The judges were blown away by the Atlas submission with one saying it was “one of few entries to demonstrate true commitment to diversity” and another describing it as a “really good demonstration of effectively closing the gender gap” lauding it as a “great role model”.
On judge said: “Atlas is the most advanced in addressing gender issues, which also incorporates ethnic / race angles, while combining those with supporting clean energy with significant impact in emerging markets like Mexico and Brazil.”
Another added: “Atlas’s efforts to improve gender imbalance, and to promote an Afro-descendant workforce, go far further than the diversity initiatives typically touted.”
This was joined by: “Atlas Renewable Energy has been absolutely committed to ensuring gender balance within the company and the communities it serves.”
A champion for change
Atlas has long been viewed as a champion of the improving the gender balance in the energy space… which needs a lot of work. Research conducted by the International Renewable Energy Agency (IRENA) in 2019 revealed that women only represented 32% of full-time employees in the industry.
“At Atlas we have made it a priority to seriously tackle the gender gap within our industry,” the company stated in its submission – and it’s putting its money where its mouth is.

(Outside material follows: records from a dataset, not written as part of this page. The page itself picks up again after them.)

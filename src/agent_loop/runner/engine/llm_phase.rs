use futures::StreamExt;
use tokio::time::{self, Duration};

use crate::error::{ErrorKind, StrandError};
use crate::provider::{ModelRequest, ModelStream};
use crate::types::{AssistantAccumulator, AssistantDelta, AssistantMessage, Message, StopReason};

use super::super::super::events::{AgentEvent, CompactionReason};
use super::super::super::types::LoopState;
use super::super::message_events::{
    emit_assistant_end, emit_message_end_if_open, emit_message_start_if_needed,
    without_tool_calls,
};
use super::super::default_convert_to_llm;
use super::LoopRun;

/// Context-overflow recoveries allowed within one turn.
pub const MAX_OVERFLOW_RECOVERIES: usize = 3;

pub(super) enum LlmPhaseOutcome {
    Ready(AssistantMessage),
    Aborted,
    Failed(StrandError),
}

/// How one attempt at streaming a model turn ended.
enum TurnAttempt {
    /// `MessageStart` has been emitted; the caller persists and closes it.
    Completed(AssistantMessage),
    Aborted {
        partial: AssistantMessage,
        message_open: bool,
    },
    Failed {
        error: StrandError,
        partial: AssistantMessage,
        message_open: bool,
    },
}

pub(super) async fn run_llm_phase(run: &LoopRun, turn_index: usize) -> LlmPhaseOutcome {
    let run_id = run.emitter.run_id();
    run.emitter.set_state(LoopState::Streaming);

    match run
        .compaction
        .needs_compaction(&run.request.session, None)
        .await
    {
        Ok(false) => {}
        Ok(true) => match run.compact(CompactionReason::Threshold).await {
            Ok(_) => {}
            Err(StrandError::Aborted) => return LlmPhaseOutcome::Aborted,
            Err(err) => return LlmPhaseOutcome::Failed(err),
        },
        Err(err) => return LlmPhaseOutcome::Failed(err),
    }

    let retry = run.request.config.retry;
    let mut attempt = 0u32;
    let mut overflow_recoveries = 0usize;

    loop {
        if run.cancel.is_cancelled() {
            return LlmPhaseOutcome::Aborted;
        }
        let request = match build_model_request(run).await {
            Ok(request) => request,
            Err(err) => return LlmPhaseOutcome::Failed(err),
        };

        let (error, partial, mut message_open) = match stream_turn(run, &request).await {
            TurnAttempt::Completed(message) => {
                if let Err(err) = run.persist(message.clone().into()).await {
                    return LlmPhaseOutcome::Failed(err);
                }
                run.emitter.emit(AgentEvent::MessageEnd {
                    message: message.clone().into(),
                });
                tracing::debug!(
                    run_id = %run_id,
                    turn_index,
                    stop_reason = %message.stop_reason,
                    tool_calls = message.tool_calls().count(),
                    text_len = message.text().len(),
                    "model turn complete"
                );
                return LlmPhaseOutcome::Ready(message);
            }
            TurnAttempt::Aborted {
                partial,
                mut message_open,
            } => {
                if !partial.is_empty() {
                    if let Err(err) = run.persist(partial.clone().into()).await {
                        tracing::warn!(
                            run_id = %run_id,
                            error = %err,
                            "failed to keep partial message"
                        );
                    }
                }
                emit_message_end_if_open(&run.emitter, &mut message_open, &partial);
                return LlmPhaseOutcome::Aborted;
            }
            TurnAttempt::Failed {
                error,
                partial,
                message_open,
            } => (error, partial, message_open),
        };

        if matches!(error, StrandError::Aborted) || run.cancel.is_cancelled() {
            emit_message_end_if_open(&run.emitter, &mut message_open, &partial);
            return LlmPhaseOutcome::Aborted;
        }

        match error.kind() {
            ErrorKind::Retryable => {
                emit_message_end_if_open(&run.emitter, &mut message_open, &partial);
                attempt += 1;
                if attempt > retry.max_retries {
                    let error = StrandError::RetryAbandoned {
                        reason: format!("giving up after {} retries", retry.max_retries),
                        source: Box::new(error),
                    };
                    return fail_turn(run, error, partial, message_open).await;
                }

                let hint = error.retry_after_ms();
                if let (Some(hint), Some(max_retry_delay_ms)) =
                    (hint, run.request.config.max_retry_delay_ms)
                {
                    if max_retry_delay_ms > 0 && hint > max_retry_delay_ms {
                        let error = StrandError::RetryAbandoned {
                            reason: format!(
                                "retry delay {hint}ms exceeds max_retry_delay_ms={max_retry_delay_ms}"
                            ),
                            source: Box::new(error),
                        };
                        return fail_turn(run, error, partial, message_open).await;
                    }
                }

                let delay = retry.delay_for(attempt, hint);
                let delay_ms = delay.as_millis() as u64;
                tracing::warn!(
                    run_id = %run_id,
                    turn_index,
                    attempt,
                    max_retries = retry.max_retries,
                    delay_ms,
                    error = %error,
                    "retrying model turn"
                );
                run.emitter.emit(AgentEvent::RetryScheduled {
                    run_id,
                    attempt,
                    max_retries: retry.max_retries,
                    delay_ms,
                    error: error.to_string(),
                });
                tokio::select! {
                    biased;
                    _ = run.cancel.cancelled() => return LlmPhaseOutcome::Aborted,
                    _ = time::sleep(delay) => {}
                }
            }
            ErrorKind::ContextOverflow => {
                emit_message_end_if_open(&run.emitter, &mut message_open, &partial);
                overflow_recoveries += 1;
                if !run.compaction.settings().enabled {
                    return fail_turn(run, error, partial, message_open).await;
                }
                if overflow_recoveries > MAX_OVERFLOW_RECOVERIES {
                    let error = StrandError::ContextOverflow(format!(
                        "still over the context window after {MAX_OVERFLOW_RECOVERIES} compactions: {error}"
                    ));
                    return fail_turn(run, error, partial, message_open).await;
                }
                tracing::warn!(
                    run_id = %run_id,
                    turn_index,
                    overflow_recoveries,
                    error = %error,
                    "context overflow; compacting before reissuing the turn"
                );
                match run.compact(CompactionReason::Overflow).await {
                    Ok(Some(_)) => {}
                    Ok(None) => {
                        let error = StrandError::ContextOverflow(format!(
                            "no history left to compact: {error}"
                        ));
                        return fail_turn(run, error, partial, message_open).await;
                    }
                    Err(StrandError::Aborted) => return LlmPhaseOutcome::Aborted,
                    Err(err) => return fail_turn(run, err, partial, message_open).await,
                }
            }
            ErrorKind::Fatal => return fail_turn(run, error, partial, message_open).await,
        }
    }
}

/// Record the failed turn as an error message so the history shows where the run stopped.
async fn fail_turn(
    run: &LoopRun,
    error: StrandError,
    mut partial: AssistantMessage,
    mut message_open: bool,
) -> LlmPhaseOutcome {
    partial.stop_reason = StopReason::Error;
    partial.error_message = Some(error.to_string());
    if let Err(err) = run.persist(partial.clone().into()).await {
        tracing::warn!(
            run_id = %run.emitter.run_id(),
            error = %err,
            "failed to record turn error"
        );
    }
    emit_assistant_end(&run.emitter, &mut message_open, &partial);
    LlmPhaseOutcome::Failed(error)
}

async fn build_model_request(run: &LoopRun) -> Result<ModelRequest, StrandError> {
    let context = run.request.session.read().await.build_context(None)?;
    let messages = match &run.request.convert_to_llm {
        Some(convert) => convert(context.messages).await,
        None => default_convert_to_llm(context.messages),
    };
    Ok(ModelRequest {
        system_prompt: run.request.config.system_prompt.clone(),
        messages,
        tools: run.executor.definitions(),
        settings: run.request.settings.clone(),
    })
}

/// Next delta, or a timeout error once the stream has been silent for `idle_timeout_ms`.
async fn next_delta(
    stream: &mut ModelStream,
    idle_timeout_ms: u64,
) -> Option<Result<AssistantDelta, StrandError>> {
    if idle_timeout_ms == 0 {
        return stream.next().await;
    }
    match time::timeout(Duration::from_millis(idle_timeout_ms), stream.next()).await {
        Ok(next) => next,
        Err(_) => Some(Err(StrandError::Timeout(idle_timeout_ms))),
    }
}

async fn stream_turn(run: &LoopRun, request: &ModelRequest) -> TurnAttempt {
    let mut accumulator = AssistantAccumulator::default();
    let mut message_open = false;

    let opened = tokio::select! {
        biased;
        _ = run.cancel.cancelled() => None,
        result = run.client.stream_turn(request, run.cancel.child_token()) => Some(result),
    };
    let mut stream = match opened {
        None => {
            return TurnAttempt::Aborted {
                partial: without_tool_calls(accumulator.snapshot(StopReason::Aborted)),
                message_open,
            }
        }
        Some(Err(error)) => {
            return TurnAttempt::Failed {
                error,
                partial: without_tool_calls(accumulator.snapshot(StopReason::Error)),
                message_open,
            }
        }
        Some(Ok(stream)) => stream,
    };

    let idle_timeout_ms = run.request.config.stream_idle_timeout_ms();
    let final_message = loop {
        let next = tokio::select! {
            biased;
            _ = run.cancel.cancelled() => {
                return TurnAttempt::Aborted {
                    partial: without_tool_calls(accumulator.snapshot(StopReason::Aborted)),
                    message_open,
                };
            }
            next = next_delta(&mut stream, idle_timeout_ms) => next,
        };
        match next {
            None => break None,
            Some(Ok(AssistantDelta::Done { message })) => break Some(message),
            Some(Ok(delta)) => {
                accumulator.apply(&delta);
                emit_message_start_if_needed(&run.emitter, &mut message_open, &accumulator);
                run.emitter.emit(AgentEvent::MessageUpdate {
                    message: accumulator.snapshot(StopReason::Stop),
                    delta,
                });
            }
            Some(Err(error)) => {
                return TurnAttempt::Failed {
                    error,
                    partial: without_tool_calls(accumulator.snapshot(StopReason::Error)),
                    message_open,
                };
            }
        }
    };

    let message = match final_message {
        Some(message) => message,
        None => accumulator.finish(),
    };
    if message.stop_reason == StopReason::Error {
        let error = StrandError::provider(
            message
                .error_message
                .clone()
                .unwrap_or_else(|| "model turn ended with an error".to_string()),
            None,
        );
        return TurnAttempt::Failed {
            error,
            partial: without_tool_calls(message),
            message_open,
        };
    }

    if !message_open {
        run.emitter.emit(AgentEvent::MessageStart {
            message: Message::Assistant(message.clone()),
        });
    }
    TurnAttempt::Completed(message)
}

“As of July 2021, 40% of the company's employees at the corporate level are women, an increase from just 11% when the company was founded in 2017. Reasons for this success include innovative recruiting practices to avoid biases, a strong commitment to an inclusive culture, and designing employee benefits that go above and beyond local regulations to ensure that family responsibilities do not represent a structural barrier to employees.”
Atlas now enhances female employees' careers by developing leadership skills in women, having put in place a talent and mentoring programme to support personal and professional growth.
Building on this commitment, Atlas expanded its vision to the communities across all its projects under construction and has launched a global programme – We are all Part of the Same Energy – that will also be implemented on all projects going forward.
This initiative is designed to encourage the local female workforce within these communities, offering them training and technical skills development. The main goal is to give people who identify as females better access to more technical jobs within Atlas' solar plants construction sites or other projects developed in their local area.
At the same time, Atlas has mobilised local contractors to prioritise the female workforce in the hiring process, setting an initial target of 15% of the total workforce at each construction site. This compares to an average of only about 2%.
To the date of submission, Atlas had already sponsored the training of almost 700 women out of a targeted 1,000. The training programmes are developed based on the needs required at the solar construction sites under construction – including civil works, carpentry, module mounting and electricity.
As of the submission date, Atlas had 359 women from the local communities working on the construction of four solar plants – two in Brazil, one in Mexico and one in Chile. This represents 16% of the total local workforce hired to that date.
In the case of the sites under construction in Brazil, where the local communities have a large Afro-descendant population, it has also mobilised its contractors to increase the number from this demographic group in their hiring process. This initiative has accounted for 111 Afro-descendant women from a total of 172, and 838 Afro-descendant men from a total of 1,103 working in both Brazilian solar projects' construction.
Forecasts for the number of female and Afro-descendant employees are expected to rise as construction activities continue and new projects enter the construction phase.
In addition to Brazil and Chile, almost 300 women have been trained at Atlas' site under development in Mexico, while the training programme has been extended to Minas Gerais in Brazil, where the company is developing two new solar projects.